### What is needed:
If a line of the data below holds the word "Self", list it.

Dataset entries
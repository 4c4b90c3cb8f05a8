//! 统一 API 错误码定义

use serde_repr::{Deserialize_repr, Serialize_repr};
use ts_rs::TS;

use super::types::TS_EXPORT_PATH;
use crate::errors::VistagramError;

/// API 错误码枚举
///
/// 按千位分域：
/// - 0: 成功
/// - 1000-1099: 通用错误
/// - 2000-2099: 认证错误
/// - 3000-3099: 帖子与点赞
/// - 4000-4099: 分享短链
#[derive(Debug, Clone, Copy, PartialEq, Eq, Serialize_repr, Deserialize_repr, TS)]
#[ts(export, export_to = TS_EXPORT_PATH)]
#[ts(rename = "ErrorCode")]
#[ts(repr(enum))]
#[repr(i32)]
pub enum ErrorCode {
    Success = 0,

    // 通用错误 1000-1099
    BadRequest = 1000,
    Unauthorized = 1001,
    NotFound = 1004,
    InternalServerError = 1005,
    ServiceUnavailable = 1030,

    // 认证错误 2000-2099
    AuthFailed = 2000,
    TokenInvalid = 2002,

    // 帖子与点赞 3000-3099
    PostNotFound = 3000,
    AlreadyLiked = 3001,
    NotLiked = 3002,
    InvalidPostFilter = 3003,

    // 分享短链 4000-4099
    ShareCodeExhausted = 4000,
    ShortCodeNotFound = 4001,
}

impl From<VistagramError> for ErrorCode {
    fn from(err: VistagramError) -> Self {
        ErrorCode::from(&err)
    }
}

impl From<&VistagramError> for ErrorCode {
    fn from(err: &VistagramError) -> Self {
        match err {
            VistagramError::Unauthenticated(_) => ErrorCode::Unauthorized,
            VistagramError::Validation(_) => ErrorCode::BadRequest,
            VistagramError::NotFound(_) => ErrorCode::NotFound,
            VistagramError::AlreadyLiked(_) => ErrorCode::AlreadyLiked,
            VistagramError::NotLiked(_) => ErrorCode::NotLiked,
            VistagramError::CodeGenerationExhausted(_) => ErrorCode::ShareCodeExhausted,
            VistagramError::TokenError(_) => ErrorCode::TokenInvalid,
            VistagramError::DatabaseConfig(_)
            | VistagramError::DatabaseConnection(_)
            | VistagramError::DatabaseOperation(_)
            | VistagramError::FileOperation(_)
            | VistagramError::Serialization(_) => ErrorCode::InternalServerError,
        }
    }
}

#[cfg(test)]
mod tests {
    use super::*;

    #[test]
    fn test_serializes_as_number() {
        assert_eq!(serde_json::to_string(&ErrorCode::AlreadyLiked).unwrap(), "3001");
        assert_eq!(serde_json::to_string(&ErrorCode::Success).unwrap(), "0");
        let parsed: ErrorCode = serde_json::from_str("4000").unwrap();
        assert_eq!(parsed, ErrorCode::ShareCodeExhausted);
    }

    #[test]
    fn test_domain_errors_map_to_codes() {
        assert_eq!(
            ErrorCode::from(VistagramError::not_liked("x")),
            ErrorCode::NotLiked
        );
        assert_eq!(
            ErrorCode::from(VistagramError::code_generation_exhausted("x")),
            ErrorCode::ShareCodeExhausted
        );
        assert_eq!(
            ErrorCode::from(VistagramError::database_operation("x")),
            ErrorCode::InternalServerError
        );
    }
}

### Response area:
    fn from(err: VistagramError) -> Self {
    fn from(err: &VistagramError) -> Self {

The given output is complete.